- I have an overactive imagination and I've always imagined my life as some sort of episodic saga with me as the main hero. Before I go to cons, I imagine that I'm Goku flying over to save the day. I consider AMV contests my epic battles with Freeza and Cell (or Sasuke vs. Naruto). I would never admit any of this in person, but that's what goes on in my head.


- I really want to overcome my shyness not only to help me become a better filmmaker, but to become a better person in general. I've been making really good strides at work and my voice doesn't feel so suffocated and nasaly in comparison to a year ago. If you've met me at cons, I tend to be happy and social.
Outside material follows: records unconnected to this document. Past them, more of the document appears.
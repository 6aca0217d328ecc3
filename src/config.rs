//! Context configuration.

use thiserror::Error;

pub use crate::logging::{LogConfig, LogFormat, LogLevel};

/// Errors parsing configuration values.
#[derive(Debug, Clone, PartialEq, Eq, Error)]
pub enum ConfigError {
    #[error("invalid log level: {0}")]
    InvalidLogLevel(String),

    #[error("invalid log format: {0}")]
    InvalidLogFormat(String),
}

/// Configuration of a [`Context`](crate::Context).
#[derive(Debug, Clone, PartialEq, Eq)]
pub struct ContextConfig {
    /// Name of the universal root reference type. Classes without an
    /// explicit base derive from it and value types box to it.
    pub root_type: Option<String>,
    /// Pre-register `bool`, `char`, `int`, `long`, `float`, `double`,
    /// `void` and the sealed `string` class.
    pub register_primitives: bool,
    /// Skip the covariant array write check when the static element type
    /// is sealed or value-kind.
    pub elide_sealed_variance_checks: bool,
    /// Check capability and kind constraints when instantiating generics.
    pub enforce_generic_constraints: bool,
    /// Logging used by [`logging::init`](crate::logging::init).
    pub log: LogConfig,
}

impl Default for ContextConfig {
    fn default() -> Self {
        Self {
            root_type: Some("object".to_string()),
            register_primitives: true,
            elide_sealed_variance_checks: true,
            enforce_generic_constraints: true,
            log: LogConfig::default(),
        }
    }
}

impl ContextConfig {
    /// Use a different root type name.
    pub fn with_root_type(mut self, name: impl Into<String>) -> Self {
        self.root_type = Some(name.into());
        self
    }

    /// Run without a root type.
    pub fn without_root_type(mut self) -> Self {
        self.root_type = None;
        self
    }

    /// Enable or disable primitive registration.
    pub fn with_primitives(mut self, enabled: bool) -> Self {
        self.register_primitives = enabled;
        self
    }

    /// Enable or disable eliding covariance checks for sealed element types.
    pub fn with_variance_elision(mut self, enabled: bool) -> Self {
        self.elide_sealed_variance_checks = enabled;
        self
    }

    /// Enable or disable generic constraint checks.
    pub fn with_generic_constraints(mut self, enabled: bool) -> Self {
        self.enforce_generic_constraints = enabled;
        self
    }

    /// Set the logging configuration.
    pub fn with_log(mut self, log: LogConfig) -> Self {
        self.log = log;
        self
    }
}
I want to be that way 100% of the time now and not only during cons/social gatherings.
- Because I've been shy and introverted most of my life, I've had some kind of chokey of feeling in my throat that prevents me from really speaking clearly when I'm nervous. If I'm put on the spot like on a job interview or when I meet people at cons, this chokey feeling temporarily goes away. One of my life goals is to get rid of this chokey feeling and controlled breathing really helps with this.
- I hate the sound of my voice since it sounds a million times deeper than the way I hear it, although I've appeared on RDS Radio and several Dragon Ball related podcasts. I also want to overcome this and I'm going to do that by putting all of the podcasts I've been in on my car's mp3 player and listen to them on my way to work.

- I get super sentimental about things to the point where I shed tears.
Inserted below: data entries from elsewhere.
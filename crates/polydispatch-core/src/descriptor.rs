//! Type descriptors.
//!
//! A [`TypeDescriptor`] records one type's kind, base, declared members,
//! conformance records and conversion operators. Descriptors are built with the
//! builder methods below and become immutable once registered in a catalog.

use crate::{
    ConformanceRecord, ConversionDecl, GenericOrigin, GenericParam, KindConstraint,
    MemberSignature, TypeFlags, TypeHash, TypeKind,
};

/// Immutable description of one type.
#[derive(Debug, Clone, PartialEq)]
pub struct TypeDescriptor {
    /// Type name (`Shape`, `List<int>`).
    pub name: String,
    /// Type hash for identity.
    pub type_hash: TypeHash,
    /// Kind (class, interface, value type, generic parameter).
    pub kind: TypeKind,
    /// Modifiers.
    pub flags: TypeFlags,

    // === Hierarchy ===
    /// Base class (classes only, single inheritance).
    pub base: Option<TypeHash>,
    /// Conformance records declared at this level.
    pub conformances: Vec<ConformanceRecord>,

    // === Members ===
    /// Members declared directly on this type, in declaration order.
    pub members: Vec<MemberSignature>,
    /// Conversion operators declared on this type.
    pub conversions: Vec<ConversionDecl>,

    // === Generics ===
    /// Generic parameters (non-empty = open generic definition).
    pub generic_params: Vec<GenericParam>,
    /// Open definition and arguments, for specialized descriptors.
    pub origin: Option<GenericOrigin>,
    /// Kind restriction, for generic parameter placeholders.
    pub kind_constraint: KindConstraint,
}

impl TypeDescriptor {
    /// Create a descriptor of the given kind.
    pub fn new(name: impl Into<String>, kind: TypeKind) -> Self {
        let name = name.into();
        let type_hash = TypeHash::from_name(&name);
        let flags = if kind.is_value() {
            TypeFlags::SEALED
        } else {
            TypeFlags::empty()
        };
        Self {
            name,
            type_hash,
            kind,
            flags,
            base: None,
            conformances: Vec::new(),
            members: Vec::new(),
            conversions: Vec::new(),
            generic_params: Vec::new(),
            origin: None,
            kind_constraint: KindConstraint::Any,
        }
    }

    /// Create a class descriptor.
    pub fn class(name: impl Into<String>) -> Self {
        Self::new(name, TypeKind::Class)
    }

    /// Create an interface descriptor.
    pub fn interface(name: impl Into<String>) -> Self {
        Self::new(name, TypeKind::Interface)
    }

    /// Create a value type descriptor (always sealed).
    pub fn value(name: impl Into<String>) -> Self {
        Self::new(name, TypeKind::Value)
    }

    /// Create the placeholder descriptor for a generic parameter of `owner`.
    ///
    /// Constraints become conformance records so that conversions and member
    /// lookup through the placeholder see exactly the declared capabilities.
    pub fn generic_parameter(owner: &str, param: &GenericParam) -> Self {
        let mut desc = Self::new(param.qualified_name(owner), TypeKind::GenericParameter);
        desc.type_hash = param.type_hash;
        desc.kind_constraint = param.kind;
        for &constraint in &param.constraints {
            desc.conformances
                .push(ConformanceRecord::new(param.type_hash, constraint));
        }
        desc
    }

    // === Builder Methods ===

    /// Set the base class.
    pub fn with_base(mut self, base: TypeHash) -> Self {
        self.base = Some(base);
        self
    }

    /// Declare conformance to an interface, matching members by signature.
    pub fn conforms_to(mut self, interface: TypeHash) -> Self {
        self.conformances
            .push(ConformanceRecord::new(self.type_hash, interface));
        self
    }

    /// Add a conformance record (its implementing type is set to this type).
    pub fn with_conformance(mut self, mut record: ConformanceRecord) -> Self {
        record.implementing = self.type_hash;
        self.conformances.push(record);
        self
    }

    /// Add a member (its declaring type is set to this type).
    pub fn with_member(mut self, member: MemberSignature) -> Self {
        self.members.push(member.declared_on(self.type_hash));
        self
    }

    /// Declare a conversion operator from `from` to `to`.
    pub fn with_conversion(mut self, from: TypeHash, to: TypeHash, implicit: bool) -> Self {
        self.conversions.push(ConversionDecl {
            from,
            to,
            implicit,
            declaring: self.type_hash,
        });
        self
    }

    /// Add a generic parameter (makes this an open generic definition).
    pub fn with_generic_param(mut self, param: GenericParam) -> Self {
        self.generic_params.push(param);
        self
    }

    /// Mark as sealed.
    pub fn as_sealed(mut self) -> Self {
        self.flags |= TypeFlags::SEALED;
        self
    }

    /// Mark as abstract.
    pub fn as_abstract(mut self) -> Self {
        self.flags |= TypeFlags::ABSTRACT;
        self
    }

    /// Add arbitrary flags.
    pub fn with_flags(mut self, flags: TypeFlags) -> Self {
        self.flags |= flags;
        self
    }

    // === Query Methods ===

    /// Check if no subtypes may exist.
    pub fn is_sealed(&self) -> bool {
        self.kind.is_value() || self.flags.contains(TypeFlags::SEALED)
    }

    /// Check if this type is abstract.
    pub fn is_abstract(&self) -> bool {
        self.flags.contains(TypeFlags::ABSTRACT)
    }

    /// Check if this is an open generic definition.
    pub fn is_generic(&self) -> bool {
        !self.generic_params.is_empty()
    }

    /// Check if this was produced by instantiating an open generic.
    pub fn is_instance(&self) -> bool {
        self.origin.is_some()
    }

    /// Members declared directly on this type with the given name.
    pub fn declared_members_named<'a>(
        &'a self,
        name: &'a str,
    ) -> impl Iterator<Item = &'a MemberSignature> + 'a {
        self.members.iter().filter(move |m| m.name == name)
    }

    /// Find a declared member by its identity hash.
    pub fn member(&self, member_hash: TypeHash) -> Option<&MemberSignature> {
        self.members.iter().find(|m| m.member_hash() == member_hash)
    }

    /// Interfaces named by this level's conformance records.
    pub fn declared_interfaces(&self) -> impl Iterator<Item = TypeHash> + '_ {
        self.conformances.iter().map(|c| c.interface)
    }

    /// The conformance record for an interface at this level, if declared here.
    pub fn conformance_for(&self, interface: TypeHash) -> Option<&ConformanceRecord> {
        self.conformances.iter().find(|c| c.interface == interface)
    }
}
- My life goal is to be a filmmaker and my biggest influence is Kevin Smith rather than obvious ones like Lucas/Spielberg. Upon listening to his podcasts, I never realized how much alike we are. I didn't have a true life goal until 2007 when I decided to be an editor for a living. I got sick of editing other people's stuff and finally made the decision to be a full fledged filmmaker in 2009. In 2010, I was going through financial problems and almost decided to give up on my film dream, but after getting chewed out at my current job a few times, I realized that I'm an artist and not a corporate drone. That was the kick in the ass I needed to get back into my film dream.
- At my current job, I feel that I'm the company hero since I do so much important work, but I'm really in a low level, bottom of the barrel position. Kind of like how Naruto is the strongest ninja in his village, but is literally also considered the bottom of the barrel. At times, this feels like my work has more merit.
- I feel like I can stand toe to toe with the majority of the amv community, but Zarxrax and Khameleon808 are the 2 editors who I actually fear the most if I had to compete with them.

- I really don't like talking on aim/messengers and I prefer to talk to people face to face.
- With everything I've said above, I have a strong desire to get in front of a camera and start a show, which is one of the reasons I'm working hard to overcome my shyness.